The pattern you are using does not match the one of the String. Your pattern cannot parse a two-digit month first because the String starts with an abbreviated day of week, whose abbreviation even depends on the Locale, which you haven't specified, so it will take the system default.
However, you can try to parse it with a different pattern, but I don't think it will get you the desired result… Try DateTimeFormatter.ofPattern("EEE MMM dd HH:mm:ss z uuuu", Locale.ENGLISH) instead of your DateTimeFormatter.ofPattern("MM/dd/yyyy") and see the result.

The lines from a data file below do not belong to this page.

//! Output formatting for the CLI.

use console::style;
use turbo_commerce::prelude::*;

/// Output handler for CLI messages.
#[derive(Clone)]
pub struct Output {
    json: bool,
}

impl Output {
    /// Create a new output handler.
    pub fn new(json: bool) -> Self {
        Self { json }
    }

    /// Print an info message.
    pub fn info(&self, msg: &str) {
        if self.json {
            return;
        }
        println!("{} {}", style("ℹ").blue(), msg);
    }

    /// Print a success message.
    pub fn success(&self, msg: &str) {
        if self.json {
            return;
        }
        println!("{} {}", style("✓").green(), msg);
    }

    /// Print a warning message.
    pub fn warn(&self, msg: &str) {
        if self.json {
            return;
        }
        eprintln!("{} {}", style("⚠").yellow(), msg);
    }

    /// Print an error message.
    pub fn error(&self, msg: &str) {
        if self.json {
            eprintln!("{}", serde_json::json!({ "error": msg }));
            return;
        }
        eprintln!("{} {}", style("✗").red(), style(msg).red());
    }

    /// Print a header/title.
    pub fn header(&self, msg: &str) {
        if self.json {
            return;
        }
        println!("\n{}", style(msg).bold().underlined());
    }

    /// Print JSON output.
    pub fn json<T: serde::Serialize>(&self, value: &T) {
        if let Ok(json) = serde_json::to_string_pretty(value) {
            println!("{}", json);
        }
    }

    /// Print a key-value pair.
    pub fn kv(&self, key: &str, value: &str) {
        if self.json {
            return;
        }
        println!("  {}: {}", style(key).dim(), value);
    }

    /// Print a table row.
    pub fn table_row(&self, cols: &[&str], widths: &[usize]) {
        if self.json {
            return;
        }
        let formatted: Vec<String> = cols
            .iter()
            .zip(widths.iter())
            .map(|(col, width)| format!("{:width$}", col, width = width))
            .collect();
        println!("  {}", formatted.join("  "));
    }

    /// Check if JSON mode is enabled.
    pub fn is_json(&self) -> bool {
        self.json
    }
}

/// Unit price of a line as shown in the cart table.
pub fn format_unit_price(item: &LineItem, currency: Currency) -> String {
    item.unit_price()
        .and_then(|price| Money::from_decimal(price, currency))
        .map(|m| m.display())
        .unwrap_or_else(|| style(item.unit_price.to_string()).red().to_string())
}

/// Line total as shown in the cart table; unparseable lines show zero.
pub fn format_line_total(item: &LineItem, currency: Currency) -> String {
    item.line_total(currency)
        .unwrap_or_else(|| Money::zero(currency))
        .display()
}

/// "1 item" / "3 items".
pub fn pluralize_items(count: i64) -> String {
    if count == 1 {
        "1 item".to_string()
    } else {
        format!("{} items", count)
    }
}
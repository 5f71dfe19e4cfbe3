//! Commerce error types.

use thiserror::Error;

use crate::ids::ProductId;

/// Errors that can occur in e-commerce operations.
#[derive(Error, Debug)]
pub enum CommerceError {
    /// Product not found.
    #[error("Product not found: {0}")]
    ProductNotFound(ProductId),

    /// A persisted cart record does not have the line-item shape.
    #[error("Malformed cart record: {0}")]
    MalformedCartRecord(String),

    /// Cache error.
    #[error("Cache error: {0}")]
    CacheError(#[from] turbo_cache::CacheError),

    /// Serialization error.
    #[error("Serialization error: {0}")]
    SerializationError(String),
}

impl From<serde_json::Error> for CommerceError {
    fn from(e: serde_json::Error) -> Self {
        CommerceError::SerializationError(e.to_string())
    }
}
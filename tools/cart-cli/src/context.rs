//! CLI execution context.

use std::path::{Path, PathBuf};

use anyhow::{Context as _, Result};
use turbo_cache::FileStore;
use turbo_commerce::prelude::*;

use crate::config::CliConfig;
use crate::output::Output;

/// Execution context for CLI commands.
pub struct Context {
    /// CLI configuration.
    pub config: CliConfig,
    /// Output handler.
    pub output: Output,
    /// Working directory.
    pub cwd: PathBuf,
}

impl Context {
    /// Load context from config file.
    pub fn load(config_path: Option<&str>, output: Output) -> Result<Self> {
        let cwd = std::env::current_dir().context("Failed to get current directory")?;

        let config = if let Some(path) = config_path {
            CliConfig::load(path)?
        } else {
            // Try to find config in current directory or parent directories
            Self::find_config(&cwd).unwrap_or_default()
        };

        Ok(Self { config, output, cwd })
    }

    /// Find config file in directory tree.
    fn find_config(start: &Path) -> Option<CliConfig> {
        let config_names = ["cart.toml", ".cart.toml", "cart.json"];

        let mut current = start.to_path_buf();
        loop {
            for name in &config_names {
                let config_path = current.join(name);
                if config_path.exists() {
                    if let Ok(config) = CliConfig::load(config_path.to_str()?) {
                        return Some(config);
                    }
                }
            }

            if !current.pop() {
                break;
            }
        }

        None
    }

    /// Open the cart over the configured data directory and hydrate it.
    pub fn open_cart(&self) -> Result<CartStore<FileStore>> {
        let data_dir = self.resolve_path(&self.config.storage.data_dir);
        let storage = FileStore::open(&data_dir)
            .with_context(|| format!("Failed to open cart storage at {}", data_dir.display()))?;

        let mut cart = CartStore::new(storage, &self.config.cart);
        match cart.hydrate() {
            Hydration::Malformed => self
                .output
                .warn("Stored cart could not be read, starting with an empty cart"),
            Hydration::Unavailable => self
                .output
                .warn("Cart storage is unavailable, changes will not be saved"),
            Hydration::Restored { .. } | Hydration::Empty => {}
        }
        Ok(cart)
    }

    /// Load the configured product catalog.
    pub fn catalog(&self) -> Result<StaticCatalog> {
        let path = self
            .config
            .catalog
            .path
            .as_deref()
            .context("No catalog configured; set [catalog] path in cart.toml")?;
        let path = self.resolve_path(path);
        StaticCatalog::load(&path)
            .with_context(|| format!("Failed to load catalog: {}", path.display()))
    }

    /// Resolve a path relative to the working directory.
    pub fn resolve_path(&self, path: &str) -> PathBuf {
        if PathBuf::from(path).is_absolute() {
            PathBuf::from(path)
        } else {
            self.cwd.join(path)
        }
    }
}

On my machine, it assumes IST to be Iceland Standard Time!
See this example:
public static void main(String[] args) {
// example String
String toBeParsed = "Fri Sep 30 00:00:00 IST 2022";
// first formatter: tries to parse "IST" as ZONE TEXT
DateTimeFormatter dtfZ = new DateTimeFormatterBuilder()

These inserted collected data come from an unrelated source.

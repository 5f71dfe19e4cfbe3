//! Cart commands: show, add, remove, set-qty, clear, checkout.

use anyhow::{Context as _, Result};
use dialoguer::Confirm;
use serde::Serialize;
use turbo_cache::KvStore;
use turbo_commerce::prelude::*;

use super::{AddArgs, ClearArgs, RemoveArgs, SetQtyArgs};
use crate::context::Context;
use crate::output::{format_line_total, format_unit_price, pluralize_items};

/// Machine-readable view of the cart for `--json`.
#[derive(Debug, Serialize)]
pub struct CartSummary<'a> {
    pub items: &'a [LineItem],
    pub lines: usize,
    pub units: i64,
    pub total: String,
    pub total_minor: i64,
    pub currency: Currency,
}

impl<'a> CartSummary<'a> {
    pub fn new(state: &'a CartState, currency: Currency) -> Self {
        let total = state.total_price(currency);
        Self {
            items: state.items(),
            lines: state.line_count(),
            units: state.unit_count(),
            total: total.display_amount(),
            total_minor: total.amount_cents,
            currency,
        }
    }
}

/// Print the cart.
pub fn show(ctx: &Context) -> Result<()> {
    let cart = ctx.open_cart()?;
    print_cart(ctx, cart.state(), cart.currency());
    Ok(())
}

/// Add one unit of a product.
pub fn add(args: AddArgs, ctx: &Context) -> Result<()> {
    let id = ProductId::parse(&args.id);
    let product = match (args.title, args.price) {
        (Some(title), Some(price)) => ProductDescriptor::new(id, title, price, args.image),
        _ => ctx
            .catalog()?
            .fetch_by_id(&id)
            .with_context(|| format!("Cannot add product {}", id))?,
    };

    let mut cart = ctx.open_cart()?;
    let line = cart.add(&product);
    let quantity = line.quantity().unwrap_or_default();
    ctx.output.success(&format!(
        "Added {} to cart (quantity {})",
        product.title, quantity
    ));
    finish(ctx, &cart)
}

/// Remove a product's line.
pub fn remove(args: RemoveArgs, ctx: &Context) -> Result<()> {
    let id = ProductId::parse(&args.id);
    let mut cart = ctx.open_cart()?;
    if cart.remove(&id) {
        ctx.output.success(&format!("Removed {} from cart", id));
    } else {
        ctx.output.info(&format!("Product {} is not in the cart", id));
    }
    finish(ctx, &cart)
}

/// Set a line's quantity.
pub fn set_qty(args: SetQtyArgs, ctx: &Context) -> Result<()> {
    let id = ProductId::parse(&args.id);
    let mut cart = ctx.open_cart()?;
    if cart.set_quantity(&id, args.quantity) {
        ctx.output
            .success(&format!("Set quantity of {} to {}", id, args.quantity));
    } else if cart.get(&id).is_none() {
        ctx.output.info(&format!("Product {} is not in the cart", id));
    } else {
        ctx.output.warn(&format!(
            "Quantity must be at least 1; use `cart remove {}` to drop the line",
            id
        ));
    }
    finish(ctx, &cart)
}

/// Empty the cart.
pub fn clear(args: ClearArgs, ctx: &Context) -> Result<()> {
    let mut cart = ctx.open_cart()?;
    if cart.is_empty() {
        ctx.output.info("Cart is already empty");
        return finish(ctx, &cart);
    }

    if !args.yes && !ctx.output.is_json() {
        let confirmed = Confirm::new()
            .with_prompt(format!(
                "Remove {} from the cart?",
                pluralize_items(cart.unit_count())
            ))
            .default(false)
            .interact()?;

        if !confirmed {
            ctx.output.warn("Cancelled");
            return Ok(());
        }
    }

    cart.clear();
    ctx.output.success("Cart cleared");
    finish(ctx, &cart)
}

/// Simulate a successful payment: print the order and empty the cart.
pub fn checkout(ctx: &Context) -> Result<()> {
    let mut cart = ctx.open_cart()?;
    let currency = cart.currency();
    match cart.checkout() {
        Some(order) => {
            if ctx.output.is_json() {
                ctx.output.json(&CartSummary::new(&order, currency));
            } else {
                print_cart(ctx, &order, currency);
                ctx.output
                    .success("Payment successful! Your items will be shipped soon.");
            }
        }
        None => ctx.output.info("Your cart is empty. Nothing to check out."),
    }
    Ok(())
}

/// Print the cart after a mutation.
fn finish<S: KvStore>(ctx: &Context, cart: &CartStore<S>) -> Result<()> {
    if ctx.output.is_json() {
        ctx.output.json(&CartSummary::new(cart.state(), cart.currency()));
    } else {
        ctx.output.kv(
            "Cart",
            &format!(
                "{} ({} lines), {}",
                pluralize_items(cart.unit_count()),
                cart.line_count(),
                cart.total_price().display()
            ),
        );
    }
    Ok(())
}

fn print_cart(ctx: &Context, state: &CartState, currency: Currency) {
    if ctx.output.is_json() {
        ctx.output.json(&CartSummary::new(state, currency));
        return;
    }

    ctx.output.header("Your Cart");
    if state.is_empty() {
        ctx.output.info("Your cart is empty.");
        return;
    }

    let widths = [10, 32, 8, 12, 12];
    ctx.output
        .table_row(&["ID", "Product", "Qty", "Unit Price", "Total"], &widths);
    for item in state.items() {
        let id = item.product_id.to_string();
        let quantity = item.quantity.to_string();
        let unit = format_unit_price(item, currency);
        let total = format_line_total(item, currency);
        ctx.output.table_row(
            &[
                id.as_str(),
                item.title.as_str(),
                quantity.as_str(),
                unit.as_str(),
                total.as_str(),
            ],
            &widths,
        );
    }
    println!();
    ctx.output.kv("Items", &pluralize_items(state.unit_count()));
    ctx.output.kv("Total", &state.total_price(currency).display());
}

.appendPattern("EEE MMM dd HH:mm:ss")
.appendLiteral(' ')
.appendZoneText(TextStyle.SHORT)
.appendLiteral(' ')
.appendPattern("uuuu")
.toFormatter(Locale.ENGLISH);
// second formatter: tries to parse "IST" as ZONE NAME
DateTimeFormatter dtfz = DateTimeFormatter.ofPattern(
"EEE MMM dd HH:mm:ss z uuuu",
Locale.ENGLISH
);
// parse to a ZonedDateTime with the first formatter
ZonedDateTime zdt = ZonedDateTime.parse(toBeParsed, dtfZ);
// print the result
System.out.println("ZonedDateTime: "
+ zdt.format(DateTimeFormatter.ISO_ZONED_DATE_TIME));
// parse to a ZonedDateTime with the second formatter
ZonedDateTime zdt2 = ZonedDateTime.parse(toBeParsed, dtfz);
// print that, too
System.out.println("ZonedDateTime: "
+ zdt2.format(DateTimeFormatter.ISO_ZONED_DATE_TIME));
// convert to an Instant
Instant instant = zdt.toInstant();
// print the epoch millis
System.out.println(instant.toEpochMilli());
}
Output:
ZonedDateTime: 2022-09-30T00:00:00Z[Atlantic/Reykjavik]
ZonedDateTime: 2022-09-30T00:00:00Z[Atlantic/Reykjavik]
1664496000000
If you want the LocalDate.atStartOfDay()
, you could simply extract it by calling toLocalDate()
on an instance of ZonedDateTime
(in case that ZonedDateTime
contains any time of day different from zero hours, minutes, seconds and further down the units).